As shown in Fig. 4, the observed accuracies were lower than the expected accuracies according to the formula derived by Daetwyler et al. [32] when the approximation for \(M_{e}\) (i.e. number of independent chromosome segments) was \(M_{e1} = 2N_{e} L/{ \ln }\left( {4N_{e} l} \right)\) [48] but greater than the expected accuracy when \(M_{e}\) was \(M_{e2} = 2N_{e} L\) [49]. Our results agree with those of Neves et al. [77] who reported that expected accuracies based on \(M_{e1}\) were higher than realized accuracies across traits; however, expected accuracies using \(M_{e2}\) were lower than realized accuracies in the case of within-family predictions.

Fig. 4
figure 4

Realized and expected accuracy of genomic predictions with GBLUP. Expected accuracies were calculated according to Daetwyler et al. [32] using two different approximations for the number of independent chromosome segment \(M_{e}\) (\(M_{e1} = 2N_{e} L/{ \ln }\left( {4N_{e} l} \right)\) and \(M_{e2} = 2N_{e} L\)). The realized accuracies were averaged over 10 replicates for each trait [backfat thickness (BT), carcass weight (CW), eye muscle area (EMA) and marbling score (MS)]

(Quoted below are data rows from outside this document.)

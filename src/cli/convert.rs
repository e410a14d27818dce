//! JSON -> rule value conversion

use crate::{Bindings, Value};

use super::CliError;

/// Convert serde_json::Value to a rule Value. Objects have no rule counterpart.
pub fn json_to_value(v: serde_json::Value) -> Result<Value, CliError> {
    let value = match v {
        serde_json::Value::Null => Value::Null,
        serde_json::Value::Bool(b) => Value::Boolean(b),
        serde_json::Value::Number(n) => match n.as_i64() {
            Some(i) => Value::Integer(i),
            None => Value::Float(n.as_f64().unwrap_or(f64::NAN)),
        },
        serde_json::Value::String(s) => Value::String(s),
        serde_json::Value::Array(arr) => Value::Array(
            arr.into_iter()
                .map(json_to_value)
                .collect::<Result<_, _>>()?,
        ),
        serde_json::Value::Object(_) => return Err(CliError::UnsupportedValue("object")),
    };
    Ok(value)
}

/// Parse a JSON object of variables into bindings
pub fn json_to_bindings(json: &str) -> Result<Bindings, CliError> {
    match serde_json::from_str(json)? {
        serde_json::Value::Object(obj) => {
            let mut bindings = Bindings::new();
            for (name, value) in obj {
                bindings.insert(&name, json_to_value(value)?);
            }
            Ok(bindings)
        }
        _ => Err(CliError::BindingsNotObject),
    }
}
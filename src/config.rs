use serde::{Deserialize, Serialize};
use std::env;

use crate::parser::DEFAULT_MAX_DEPTH;

/// Default cap on rule text length in bytes (64 KiB)
pub const DEFAULT_MAX_RULE_LENGTH: usize = 64 * 1024;

/// Input bounds applied before and during parsing.
#[derive(Debug, Clone, PartialEq, Eq, Serialize, Deserialize)]
#[serde(default)]
pub struct Limits {
    /// Longest rule text accepted, in bytes
    pub max_rule_length: usize,

    /// Deepest parenthesis nesting accepted
    pub max_nesting_depth: usize,
}

impl Default for Limits {
    fn default() -> Self {
        Self {
            max_rule_length: env::var("RULE_MAX_RULE_LENGTH")
                .ok()
                .and_then(|v| v.parse().ok())
                .unwrap_or(DEFAULT_MAX_RULE_LENGTH),
            max_nesting_depth: env::var("RULE_MAX_NESTING_DEPTH")
                .ok()
                .and_then(|v| v.parse().ok())
                .unwrap_or(DEFAULT_MAX_DEPTH),
        }
    }
}

/// Engine configuration, loadable from JSON.
///
/// Missing fields fall back to their defaults, which can themselves be
/// overridden through `RULE_*` environment variables:
///
/// ```
/// use rule_lang::EngineConfig;
///
/// let config = EngineConfig::from_json(r#"{"limits": {"max_nesting_depth": 8}}"#).unwrap();
/// assert_eq!(config.limits.max_nesting_depth, 8);
/// ```
#[derive(Debug, Clone, Default, PartialEq, Eq, Serialize, Deserialize)]
#[serde(default)]
pub struct EngineConfig {
    pub limits: Limits,
}

impl EngineConfig {
    pub fn from_json(json: &str) -> Result<Self, serde_json::Error> {
        serde_json::from_str(json)
    }
}
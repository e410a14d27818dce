//! Built-in free functions.

use std::sync::LazyLock;

use regex::Regex;

use super::{Registry, arg, to_integer};
use crate::error::CallError;
use crate::value::Value;

static FLOAT_PREFIX: LazyLock<Regex> = LazyLock::new(|| {
    Regex::new(r"\A[+-]?(?:Infinity|(?:\d+\.?\d*|\.\d+)(?:[eE][+-]?\d+)?)")
        .expect("float prefix pattern is valid")
});

pub(super) fn register_all(registry: &mut Registry) {
    registry.register_function("parseInt", parse_int);
    registry.register_function("parseFloat", parse_float);
}

/// parseInt(value, radix) - leading integer of the string form, NaN when there is none
fn parse_int(_receiver: Option<&Value>, args: &[Value]) -> Result<Value, CallError> {
    let text = arg(args, 0).to_js_string();
    let mut rest = text.trim_start();

    let negative = rest.starts_with('-');
    rest = rest.strip_prefix(['-', '+']).unwrap_or(rest);

    let mut radix = match arg(args, 1) {
        Value::Undefined => 10,
        r => to_integer(r) as u32,
    };
    if radix == 0 {
        radix = 10;
    }
    if radix == 16 || args.len() < 2 {
        if let Some(hex) = rest.strip_prefix("0x").or_else(|| rest.strip_prefix("0X")) {
            rest = hex;
            radix = 16;
        }
    }
    if !(2..=36).contains(&radix) {
        return Ok(Value::Float(f64::NAN));
    }

    let digits: String = rest.chars().take_while(|c| c.is_digit(radix)).collect();
    if digits.is_empty() {
        return Ok(Value::Float(f64::NAN));
    }

    let value = match i64::from_str_radix(&digits, radix) {
        Ok(n) => Value::Integer(if negative { -n } else { n }),
        Err(_) => {
            let n = digits
                .chars()
                .filter_map(|c| c.to_digit(radix))
                .fold(0f64, |acc, d| acc * radix as f64 + d as f64);
            Value::Float(if negative { -n } else { n })
        }
    };
    Ok(value)
}

/// parseFloat(value) - leading decimal number of the string form, NaN when there is none
fn parse_float(_receiver: Option<&Value>, args: &[Value]) -> Result<Value, CallError> {
    let text = arg(args, 0).to_js_string();
    let parsed = FLOAT_PREFIX
        .find(text.trim_start())
        .map(|m| match m.as_str().trim_start_matches('+') {
            "Infinity" => f64::INFINITY,
            "-Infinity" => f64::NEG_INFINITY,
            number => number.parse::<f64>().unwrap_or(f64::NAN),
        })
        .unwrap_or(f64::NAN);
    Ok(Value::Float(parsed))
}
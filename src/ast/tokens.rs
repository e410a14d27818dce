use std::fmt;

use crate::lexer::Location;
use crate::value::Value;

/// Fine-grained token type assigned by the grammar table.
///
/// Several kinds share a [`TokenGroup`], which is what the resolver and the
/// parser dispatch on.
#[derive(Debug, Clone, Copy, PartialEq, Eq, Hash)]
pub enum TokenKind {
    // Values
    /// Integer literal, optionally negative
    ///
    /// # Examples
    /// ```text
    /// 42
    /// -1
    /// ```
    Integer,

    /// Float literal
    ///
    /// # Examples
    /// ```text
    /// 3.14
    /// -0.5
    /// ```
    Float,

    /// Single- or double-quoted string literal
    ///
    /// # Examples
    /// ```text
    /// "MA"
    /// 'whaddup yall'
    /// ```
    String,

    /// `true` / `false`
    Boolean,

    /// `null`
    Null,

    /// `undefined`
    Undefined,

    /// Regular expression literal
    ///
    /// # Examples
    /// ```text
    /// /^foo$/i
    /// ```
    Regex,

    /// Variable name, resolved from the bindings (case-insensitive)
    ///
    /// # Examples
    /// ```text
    /// COUNTRY
    /// totalamount
    /// ```
    Variable,

    /// Array value; produced by the resolver from `[a, b]` literals
    Array,

    // Comparison operators
    /// `=`, `==` or `is`
    Equal,
    /// `===`
    EqualStrict,
    /// `!=`, `<>` or `is not`
    NotEqual,
    /// `!==`
    NotEqualStrict,
    /// `<`
    LessThan,
    /// `<=`
    LessEqual,
    /// `>`
    GreaterThan,
    /// `>=`
    GreaterEqual,
    /// `in`
    In,

    // Logical connectives
    /// `&&` or `and`
    And,
    /// `||` or `or`
    Or,

    // Delimiters
    ParenOpen,
    ParenClose,
    BracketOpen,
    BracketClose,
    Comma,

    // Calls
    /// Method call head
    ///
    /// # Examples
    /// ```text
    /// .split(
    /// .toUpperCase (
    /// ```
    Method,

    /// Free function call head
    ///
    /// # Examples
    /// ```text
    /// parseInt(
    /// ```
    Function,

    // Trivia
    Space,
    Newline,
    /// `// ...`, `# ...` or `/* ... */`
    Comment,

    /// Anything the grammar table did not recognise
    Unknown,
}

/// Coarse classification the parser works with.
#[derive(Debug, Clone, Copy, PartialEq, Eq)]
pub enum TokenGroup {
    Value,
    Operator,
    Logical,
    ParenOpen,
    ParenClose,
    BracketOpen,
    BracketClose,
    Comma,
    Method,
    Function,
    Space,
    Newline,
    Comment,
    Unknown,
}

impl TokenKind {
    pub fn group(self) -> TokenGroup {
        use TokenKind::*;
        match self {
            Integer | Float | String | Boolean | Null | Undefined | Regex | Variable | Array => {
                TokenGroup::Value
            }
            Equal | EqualStrict | NotEqual | NotEqualStrict | LessThan | LessEqual
            | GreaterThan | GreaterEqual | In => TokenGroup::Operator,
            And | Or => TokenGroup::Logical,
            ParenOpen => TokenGroup::ParenOpen,
            ParenClose => TokenGroup::ParenClose,
            BracketOpen => TokenGroup::BracketOpen,
            BracketClose => TokenGroup::BracketClose,
            Comma => TokenGroup::Comma,
            Method => TokenGroup::Method,
            Function => TokenGroup::Function,
            Space => TokenGroup::Space,
            Newline => TokenGroup::Newline,
            Comment => TokenGroup::Comment,
            Unknown => TokenGroup::Unknown,
        }
    }

    /// Name used when registering token patterns by name.
    pub fn name(self) -> &'static str {
        use TokenKind::*;
        match self {
            Integer => "integer",
            Float => "float",
            String => "string",
            Boolean => "bool",
            Null => "null",
            Undefined => "undefined",
            Regex => "regex",
            Variable => "variable",
            Array => "array",
            Equal => "equal",
            EqualStrict => "equal_strict",
            NotEqual => "not_equal",
            NotEqualStrict => "not_equal_strict",
            LessThan => "smaller",
            LessEqual => "smaller_equal",
            GreaterThan => "greater",
            GreaterEqual => "greater_equal",
            In => "in",
            And => "and",
            Or => "or",
            ParenOpen => "opening_parenthesis",
            ParenClose => "closing_parenthesis",
            BracketOpen => "opening_array",
            BracketClose => "closing_array",
            Comma => "comma",
            Method => "method",
            Function => "function",
            Space => "space",
            Newline => "newline",
            Comment => "comment",
            Unknown => "unknown",
        }
    }

    pub fn from_name(name: &str) -> Option<Self> {
        use TokenKind::*;
        const ALL: [TokenKind; 31] = [
            Integer, Float, String, Boolean, Null, Undefined, Regex, Variable, Array, Equal,
            EqualStrict, NotEqual, NotEqualStrict, LessThan, LessEqual, GreaterThan,
            GreaterEqual, In, And, Or, ParenOpen, ParenClose, BracketOpen, BracketClose, Comma,
            Method, Function, Space, Newline, Comment, Unknown,
        ];
        ALL.into_iter().find(|k| k.name() == name)
    }
}

impl fmt::Display for TokenKind {
    fn fmt(&self, f: &mut fmt::Formatter<'_>) -> fmt::Result {
        f.write_str(self.name())
    }
}

/// A classified lexeme.
///
/// Tokens are never mutated once produced; the resolver creates new value
/// tokens for call results and keeps the receiver's location on them.
#[derive(Debug, Clone, PartialEq)]
pub struct Token {
    pub kind: TokenKind,
    /// Text exactly as it appeared in the rule
    pub raw: String,
    /// Typed literal, present on value tokens once known
    pub value: Option<Value>,
    pub location: Location,
}

impl Token {
    pub fn new(kind: TokenKind, raw: impl Into<String>, location: Location) -> Self {
        Token {
            kind,
            raw: raw.into(),
            value: None,
            location,
        }
    }

    /// A resolved value token standing at `location`.
    pub fn resolved(value: Value, raw: impl Into<String>, location: Location) -> Self {
        let kind = match &value {
            Value::Undefined => TokenKind::Undefined,
            Value::Null => TokenKind::Null,
            Value::Boolean(_) => TokenKind::Boolean,
            Value::Integer(_) => TokenKind::Integer,
            Value::Float(_) => TokenKind::Float,
            Value::String(_) => TokenKind::String,
            Value::Array(_) => TokenKind::Array,
            Value::Regex(_) => TokenKind::Regex,
        };
        Token {
            kind,
            raw: raw.into(),
            value: Some(value),
            location,
        }
    }

    pub fn group(&self) -> TokenGroup {
        self.kind.group()
    }

    /// Whitespace, newlines and comments
    pub fn is_ignorable(&self) -> bool {
        matches!(
            self.group(),
            TokenGroup::Space | TokenGroup::Newline | TokenGroup::Comment
        )
    }

    /// Callee name of a method or function token (`.split (` → `split`).
    pub fn callee_name(&self) -> &str {
        self.raw
            .trim()
            .trim_start_matches('.')
            .trim_end_matches('(')
            .trim()
    }
}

Hayes et al. [49] pointed out that \(M_{e1}\) does not take into account that the small segments may still contain as many mutations in the QTL as the larger segments. Thus, Hayes et al. [49] recommended the use of \(M_{e2} = 2N_{e} L\), which is a compromise between the number of segments (4 \(N_{e} L\)) and the number of segments weighted by length (\(2N_{e} L/{ \log }\left( {4N_{e} L} \right)\) per chromosome). However, \(M_{e2}\) is not an optimal approximation and based on our results as well as those of Neves et al. [76], it seems to underestimate the genomic prediction accuracy. However, the formula of Daetwyler et al. [32] assumes that all the genetic variance of the trait is explained by SNPs. Therefore, the formula is expected to overestimate prediction accuracy when SNPs cannot capture all the genetic variability. In our study, the genomic variance was smaller than the additive genetic variance (see Table 4), especially for BT and MS. Consequently, this could explain the differences between expected (\(M_{e1}\)) and realized accuracy for BT (0.21) and MS (0.25) and for EMA (0.13) and CW (0.06). This would indicate that when nearly all the total genetic variance is explained by the SNP array, the realized accuracies of GBLUP are closer to the expected values based on \(M_{e1}\) than on \(M_{e2}\).

Conclusions

The performance of the statistical methods used depended on the trait analyzed. The results showed a clear superiority of BayesC compared with GBLUP and BayesL for CW, whereas for the other traits all methods performed similarly. The prediction accuracy of DGV for CW using BayesC was around 7% higher than that obtained with the GBLUP and BayesL methods. This indicates the importance of using a proper variable selection method for genomic selection of traits. In addition, the results also suggest that the genetic architecture underlying CW may differ from that underlying the other carcass traits. This could be due to the fact that BT, EMA and MS seem to be controlled by several genes, each with a small effect, whereas for CW, there are probably several individual genes that each have a large effect. Overall, our results provide the first information for implementing genomic prediction in Hanwoo beef cattle.